Décideurs Juridiques. Le défaut de legal privilege des juristes a-t-il été mis en exergue par le confinement ?

Amélie de Braux. Oui, parce que la protection des consultations juridiques est toujours un sujet sensible pour nous directeurs juridiques, mais aussi parce que le travail à distance a pu nous placer dans des situations difficiles : là où un avocat peut écrire à son client en toute sécurité grâce au secret professionnel dont il bénéficie, le directeur juridique ne peut pas fournir tous ses avis juridiques écrits sans que ceux-ci ne soient saisissables par une autorité de poursuite. En temps normal, nous avions développé des solutions de contournement comme notamment nous déplacer dans le bureau de notre directeur financier ou de notre directeur général. En période de confinement, c’est impossible. Un appel téléphonique n’est pas toujours possible.
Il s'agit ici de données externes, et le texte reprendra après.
//! Wire types of the dashboard REST API

use serde::{Deserialize, Serialize};
use serde_json::Value;

/// Envelope of write endpoints
#[derive(Debug, Clone, Deserialize, Serialize)]
pub struct ApiResponse<T> {
    pub success: bool,
    pub data: Option<T>,
    pub error: Option<String>,
}

/// One page of a collection listing
#[derive(Debug, Clone, Default, Deserialize, Serialize)]
#[serde(rename_all = "camelCase")]
pub struct ListResponse {
    #[serde(default)]
    pub data: Vec<Value>,
    #[serde(default)]
    pub total: Option<u64>,
    #[serde(default)]
    pub has_more: Option<bool>,
}

/// Error body returned with non-2xx statuses
#[derive(Debug, Clone, Default, Deserialize)]
pub struct ErrorBody {
    #[serde(default)]
    pub error: Option<String>,
    #[serde(default)]
    pub message: Option<String>,
}

impl ErrorBody {
    pub fn text(self) -> Option<String> {
        self.error.or(self.message)
    }
}
use leptos::prelude::*;

use super::FormSignal;

/// Aggregate list of the errors currently visible in the form
#[component]
pub fn ErrorBanner(form: FormSignal) -> impl IntoView {
    let messages = move || {
        form.with(|f| {
            f.visible_errors()
                .into_iter()
                .map(|e| e.message.clone())
                .collect::<Vec<_>>()
        })
    };
    let has_errors = move || !messages().is_empty();

    view! {
        <Show when=has_errors>
            <div class="mb-6 p-4 bg-red-50 border border-red-200 rounded-md">
                <p class="text-sm font-medium text-red-800 mb-2">"Please fix the following:"</p>
                <ul class="list-disc list-inside text-sm text-red-700 space-y-1">
                    {move || messages().into_iter().map(|msg| view! { <li>{msg}</li> }).collect_view()}
                </ul>
            </div>
        </Show>
    }
}
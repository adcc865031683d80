//! Image picker with drag-and-drop and live preview

use gymdash::forms::messages::human_size;
use gymdash::forms::{FieldDescriptor, FieldKind, FileUpload, ImageConstraints};
use leptos::prelude::*;
use leptos::web_sys;
use wasm_bindgen_futures::JsFuture;

use super::fields::{is_disabled, FieldError, FieldLabel};
use super::FormSignal;

/// Read a browser file into an upload the controller can check
async fn read_upload(file: web_sys::File) -> Result<FileUpload, String> {
    let buffer = JsFuture::from(file.array_buffer())
        .await
        .map_err(|e| format!("Failed to read {}: {:?}", file.name(), e))?;
    let bytes = js_sys::Uint8Array::new(&buffer).to_vec();
    Ok(FileUpload::new(file.name(), file.type_(), bytes))
}

fn accept_attr(constraints: &ImageConstraints) -> String {
    constraints.allowed_types.join(",")
}

fn constraint_hint(constraints: &ImageConstraints) -> String {
    let kinds: Vec<String> = constraints
        .allowed_types
        .iter()
        .map(|t| t.trim_start_matches("image/").to_uppercase())
        .collect();
    format!("{} up to {}", kinds.join(", "), human_size(constraints.max_file_size))
}

#[component]
pub fn ImageDropZone(form: FormSignal, field: FieldDescriptor) -> impl IntoView {
    let name = field.name.clone();
    let constraints = match &field.kind {
        FieldKind::Image(constraints) => constraints.clone(),
        _ => ImageConstraints::default(),
    };
    let (dragging, set_dragging) = signal(false);

    let name_for_pick = name.clone();
    let pick = move |file: web_sys::File| {
        let name = name_for_pick.clone();
        wasm_bindgen_futures::spawn_local(async move {
            match read_upload(file).await {
                Ok(upload) => form.update(|f| {
                    if let Err(e) = f.set_field_file(&name, upload) {
                        log::warn!("Dropped file for {}: {}", name, e);
                    }
                }),
                Err(e) => log::error!("{}", e),
            }
        });
    };

    let pick_for_input = pick.clone();
    let on_input = move |ev: web_sys::Event| {
        let input = event_target::<web_sys::HtmlInputElement>(&ev);
        if let Some(file) = input.files().and_then(|files| files.get(0)) {
            pick_for_input(file);
        }
        // Let the same file be picked again after a removal
        input.set_value("");
    };

    let name_for_drop = name.clone();
    let on_drop = move |ev: web_sys::DragEvent| {
        ev.prevent_default();
        set_dragging.set(false);
        if is_disabled(form, &name_for_drop) {
            return;
        }
        if let Some(file) = ev
            .data_transfer()
            .and_then(|dt| dt.files())
            .and_then(|files| files.get(0))
        {
            pick(file);
        }
    };

    let name_for_preview = name.clone();
    let preview = move || form.with(|f| f.preview(&name_for_preview).map(String::from));
    let has_preview = {
        let preview = preview.clone();
        move || preview().is_some()
    };

    let name_for_remove = name.clone();
    let remove = move || {
        form.update(|f| {
            if let Err(e) = f.remove_field_file(&name_for_remove) {
                log::warn!("Failed to clear {}: {}", name_for_remove, e);
            }
        });
    };

    let name_for_disabled = name.clone();
    let input_id = format!("{}-file", name);

    view! {
        <div class="mb-4">
            <FieldLabel form=form name=name.clone() label=field.label.clone() />
            <label
                for=input_id.clone()
                class=move || if dragging.get() {
                    "flex flex-col items-center justify-center h-40 border-2 border-dashed border-blue-500 bg-blue-50 rounded-md cursor-pointer"
                } else {
                    "flex flex-col items-center justify-center h-40 border-2 border-dashed border-gray-300 rounded-md cursor-pointer hover:bg-gray-50"
                }
                on:dragover=move |ev: web_sys::DragEvent| {
                    ev.prevent_default();
                    set_dragging.set(true);
                }
                on:dragleave=move |_| set_dragging.set(false)
                on:drop=on_drop
            >
                {move || match preview() {
                    Some(src) => view! {
                        <img src=src class="max-h-36 object-contain" alt="preview" />
                    }.into_any(),
                    None => view! {
                        <span class="text-sm text-gray-500">"Drop an image or click to browse"</span>
                    }.into_any(),
                }}
            </label>
            <input
                id=input_id
                type="file"
                class="hidden"
                accept=accept_attr(&constraints)
                disabled=move || is_disabled(form, &name_for_disabled)
                on:change=on_input
            />
            <div class="flex items-center justify-between mt-1">
                <p class="text-xs text-gray-500">{constraint_hint(&constraints)}</p>
                <Show when=has_preview>
                    <button
                        type="button"
                        class="text-xs text-red-600 hover:underline"
                        on:click={
                            let remove = remove.clone();
                            move |_| remove()
                        }
                    >
                        "Remove"
                    </button>
                </Show>
            </div>
            <FieldError form=form name=name.clone() />
        </div>
    }
}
En d’autres termes, les réflexes que nous avons tous en période normale ont laissé place à la gestion de la crise dans l’urgence, entraînant une perte de temps inutile, voire parfois une prise de risques.

Ce sujet peut-il être séparé de la protection des données personnelles et des secrets de l’entreprise ?

A. de B. Secret professionnel, sécurité informatique, protection des données personnelles et d’entreprise sont des sujets qui ne sont pas nouveaux et se mélangent. Ils ont été exacerbés par la crise qui a placé les salariés seuls chez eux. Or, les failles en ces domaines sont sujettes à deux facteurs de risques : l’humain et la technologie.

L’humain tout d’abord. Certains se sont sentis perdus, n’avaient pas l’habitude de travailler à distance et ont craint de perdre le contact physique. Dans ce cas, les réflexes du bon père de famille peuvent se perdre et des comportements à risques peuvent se produire. La technologie vient donc ensuite palier ce risque : certaines entreprises ont été obligées d’adopter des solutions digitales à marche forcée sans passer par toutes les étapes de diligence nécessaires à leur mise en place : test des failles de sécurité, gestion de la localisation des données… Nous sommes passés en très peu de temps d’un stade où le digital faisait peur à du tout digital et cela est facteur de risques.

Toutes les entreprises ont-elles pris des risques ?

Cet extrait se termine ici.